Sister Theodora took charge of parish ministries for visiting the sick and taking Communion to people unable to leave their homes and in nursing facilities. She then organized these ministries and instituted training programs so that today these ministries run like a well-oiled machine, but with deeply human and prayerful qualities.

“When I came, we had about 60-some people to visit,” Sister Theodora said. “So I went to visit each one before the Eucharistic ministers took over. I always go with them the first time, then the Eucharistic minister takes over. I like to interview the sick or home-bound person so I can assign a Eucharistic minister who will be a good match. I want to make sure that they’ll get along okay. I have some Eucharistic ministers who have been doing this for about 10 years. We also have updates and refresher workshops a couple of times a year.”

Calling her work “part-time, about 30 hours a week.” Sister Theodora admits that sometimes her “part-time” position becomes more like full-time-plus. “Beginning last July I went to four days a week. I have to admit that my age is getting to me,” she said with a chuckle.

Describing her typical workday at the cathedral parish, Sister Theodora said that most days she visits “three or four people a day on some days. I’ll then not see these people for two or three months, but the Eucharistic minister takes over, and then I’ll call them and see how it’s going.”

Sister Theodora calls her ministry on behalf of the Cathedral parish “very rewarding, because I think our older people have all this lovely experience and wisdom, and sanctity. They’re still interested in being vibrant yet in life. That’s a real edification to most of us. They give you much more than you ever give them.”

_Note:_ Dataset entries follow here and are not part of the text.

//! Core data model for the migration engine
//!
//! These are the value types shared by every stage of the migration: which
//! side of the application a file belongs to, the canonical namespaced
//! identity derived for a legacy class, the prefix rules supplied by the
//! caller, and the file-move intents handed to the filesystem collaborator.

use serde::{Deserialize, Serialize};

/// Namespace separator of the target ecosystem (PHP)
pub const NS_SEPARATOR: char = '\\';

/// The logical side of the application a source file belongs to.
///
/// Derived from the file path, never stored independently of one.
#[derive(Debug, Clone, Copy, PartialEq, Eq, PartialOrd, Ord, Hash, Serialize, Deserialize)]
#[serde(rename_all = "lowercase")]
pub enum ApplicationSide {
    Administrator,
    Site,
    Api,
}

impl ApplicationSide {
    /// The namespace segment for this side, e.g. `Administrator`
    pub fn label(&self) -> &'static str {
        match self {
            Self::Administrator => "Administrator",
            Self::Site => "Site",
            Self::Api => "Api",
        }
    }

    /// The short partition key used by the persisted rename map
    pub fn partition(&self) -> &'static str {
        match self {
            Self::Administrator => "admin",
            Self::Site => "site",
            Self::Api => "api",
        }
    }

    /// Recognize a namespace segment as a side label
    pub fn from_label(segment: &str) -> Option<Self> {
        match segment {
            "Administrator" => Some(Self::Administrator),
            "Site" => Some(Self::Site),
            "Api" => Some(Self::Api),
            _ => None,
        }
    }
}

impl std::fmt::Display for ApplicationSide {
    fn fmt(&self, f: &mut std::fmt::Formatter<'_>) -> std::fmt::Result {
        f.write_str(self.label())
    }
}

/// A canonical namespaced identity: the migration target for a legacy class.
#[derive(Debug, Clone, PartialEq, Eq, Serialize, Deserialize)]
#[serde(rename_all = "camelCase")]
pub struct CanonicalIdentity {
    /// Ordered namespace segments, e.g. `["Acme", "Example", "Administrator", "Model"]`
    pub namespace: Vec<String>,
    /// The simple class name, e.g. `FoobarModel`
    pub simple_name: String,
}

impl CanonicalIdentity {
    /// Build an identity from namespace segments and a simple name.
    ///
    /// Empty segments and empty simple names violate the identifier grammar
    /// and yield `None`.
    pub fn new(namespace: Vec<String>, simple_name: impl Into<String>) -> Option<Self> {
        let simple_name = simple_name.into();
        if simple_name.is_empty() || namespace.iter().any(|segment| segment.is_empty()) {
            return None;
        }
        Some(Self {
            namespace,
            simple_name,
        })
    }

    /// Parse a backslash-delimited fully qualified name.
    ///
    /// Leading and trailing separators are tolerated; an empty interior
    /// segment is malformed and yields `None`.
    pub fn from_fqn(fqn: &str) -> Option<Self> {
        let trimmed = fqn.trim_matches(NS_SEPARATOR);
        if trimmed.is_empty() {
            return None;
        }
        let mut segments: Vec<String> = trimmed.split(NS_SEPARATOR).map(String::from).collect();
        let simple_name = segments.pop()?;
        Self::new(segments, simple_name)
    }

    /// The namespace as a backslash-delimited string, empty when the
    /// identity is global.
    pub fn namespace_str(&self) -> String {
        self.namespace.join("\\")
    }

    /// The fully qualified name, without a leading separator.
    pub fn fqn(&self) -> String {
        if self.namespace.is_empty() {
            return self.simple_name.clone();
        }
        format!("{}\\{}", self.namespace_str(), self.simple_name)
    }
}

/// One legacy-prefix rule supplied by the caller's configuration.
///
/// Maps a flat class-name prefix (e.g. `Example` for `com_example`) to the
/// common namespace prefix of the migrated component (e.g. `Acme\Example`).
#[derive(Debug, Clone, PartialEq, Eq, Serialize, Deserialize)]
pub struct LegacyPrefixRule {
    /// The legacy class-name prefix, non-empty
    pub prefix: String,
    /// The common namespace prefix, stored without leading/trailing separators
    pub target_namespace: String,
    /// Class names that must never be rewritten
    #[serde(default)]
    pub excluded_names: Vec<String>,
}

impl LegacyPrefixRule {
    pub fn new(prefix: impl Into<String>, target_namespace: impl Into<String>) -> Self {
        Self {
            prefix: prefix.into(),
            target_namespace: target_namespace
                .into()
                .trim_matches(NS_SEPARATOR)
                .to_string(),
            excluded_names: Vec::new(),
        }
    }

    pub fn with_excluded(mut self, names: impl IntoIterator<Item = impl Into<String>>) -> Self {
        self.excluded_names = names.into_iter().map(Into::into).collect();
        self
    }

    /// Is this class name vetoed by the rule's exclusion list?
    pub fn is_excluded(&self, name: &str) -> bool {
        self.excluded_names.iter().any(|excluded| excluded == name)
    }
}

/// A planned file relocation, owned by the filesystem collaborator.
///
/// The engine only ever produces these; it never moves files itself.
#[derive(Debug, Clone, PartialEq, Eq, Serialize, Deserialize)]
#[serde(rename_all = "camelCase")]
pub struct FileMoveIntent {
    pub from_path: String,
    pub to_path: String,
}
//! Structured project workflow returned by the workflow feature

use serde::{Deserialize, Deserializer, Serialize};
use serde_json::{Map, Value};

/// Keeps an explicit `null` as `Some(Value::Null)`; only absence is `None`
fn present<'de, D>(deserializer: D) -> Result<Option<Value>, D::Error>
where D: Deserializer<'de>
{   Value::deserialize(deserializer).map(Some)
}

/// Kind of entry in the project tree
#[derive(Debug, Clone, Copy, PartialEq, Eq, Serialize, Deserialize)]
#[serde(rename_all = "lowercase")]
pub enum NodeKind
{   Folder
  , File
}

/// One entry of the suggested project layout
#[derive(Debug, Clone, PartialEq, Serialize, Deserialize)]
pub struct Node
{   #[serde(rename = "type")]
    pub kind: NodeKind
  , pub name: String
  , #[serde(
      default,
      deserialize_with = "present",
      skip_serializing_if = "Option::is_none"
    )]
    pub description: Option<Value>
  , #[serde(default, skip_serializing_if = "Option::is_none")]
    pub children: Option<Vec<Node>>
  , /// Keys the oracle added beyond the known shape
    #[serde(flatten)]
    pub extra: Map<String, Value>
}

impl Node
{   pub fn file(name: &str, description: &str) -> Self
    {   Node
        {   kind: NodeKind::File
          , name: name.to_string()
          , description: Some(Value::from(description))
          , children: None
          , extra: Map::new()
        }
    }

    pub fn folder(name: &str, children: Vec<Node>) -> Self
    {   Node
        {   kind: NodeKind::Folder
          , name: name.to_string()
          , description: None
          , children: Some(children)
          , extra: Map::new()
        }
    }
}

/// A progressive learning task
#[derive(Debug, Clone, PartialEq, Serialize, Deserialize)]
pub struct Task
{   pub id: u64
  , pub title: String
  , pub completed: bool
  , /// Easy, Medium or Hard; kept as text so oracle output passes through
    pub difficulty: String
  , #[serde(flatten)]
    pub extra: Map<String, Value>
}

impl Task
{   fn pending(id: u64, title: &str, difficulty: &str) -> Self
    {   Task
        {   id
          , title: title.to_string()
          , completed: false
          , difficulty: difficulty.to_string()
          , extra: Map::new()
        }
    }
}

/// Project template: file tree, task list and setup commands
#[derive(Debug, Clone, PartialEq, Serialize, Deserialize)]
pub struct Workflow
{   pub title: String
  , pub description: String
  , pub structure: Vec<Node>
  , pub tasks: Vec<Task>
  , pub commands: Vec<String>
  , #[serde(flatten)]
    pub extra: Map<String, Value>
}

impl Workflow
{   /// Canned workflow used when the oracle output cannot be decoded
    pub fn fallback(skill: &str, project_type: &str) -> Self
    {   Workflow
        {   title: format!("{} - {} Project", skill, project_type)
          , description: format!(
              "A comprehensive {} project to master {}",
              project_type, skill
            )
          , structure: vec![
              Node::folder("src", vec![
                Node::file("index.js", "Main application file")
              ])
            , Node::file("README.md", "Project documentation")
            ]
          , tasks: vec![
              Task::pending(1, "Set up project structure", "Easy")
            , Task::pending(2, "Implement core functionality", "Medium")
            ]
          , commands: vec![
              "npm init -y".to_string()
            , "npm start".to_string()
            ]
          , extra: Map::new()
        }
    }
}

As to the future, Sister Theodora is not without plans. “I want to do a few things that I’ve always wanted to do,” she said. “I have some friends in Spokane that I don’t see very often. My own classmates from Marycliff still meet once a month. One of my classmates and I went to eight years at Sacred Heart and four years at Marycliff, and she’s now out at Orchard Crest (Retirement Community), and I like to visit some of those people who are my own personal friends, that I don’t get to visit because I’m visiting the parishioners.”

Continuing as a Eucharistic minister at the Cathedral is also on Sister Theodora’s agenda, plus she says that she “loves sports, I love to watch the basketball games. I played basketball and volleyball in high school. I watch Gonzaga basketball on TV. I love to watch the pros play basketball, too. I love to watch a hockey game once in a while,” she says with a mischievous grin. “I never knew anything about hockey before I did the residency program for my master’s degree, in Boston. They taught me a little bit about hockey. I like to watch that once in a while.”

Sister Theodora’s parting remarks, however, return to her years of ministry at the Cathedral.

“I have enjoyed so much being in parish ministry, and my background in nursing has helped me with this,” she said. “The people at the Cathedral have been more than gracious and loving to me, and Father Steve (Dublinski) has been most accepting. It’s been a wonderful second career and ministry. I have to say this: There’s nothing like the bedside of a patient.”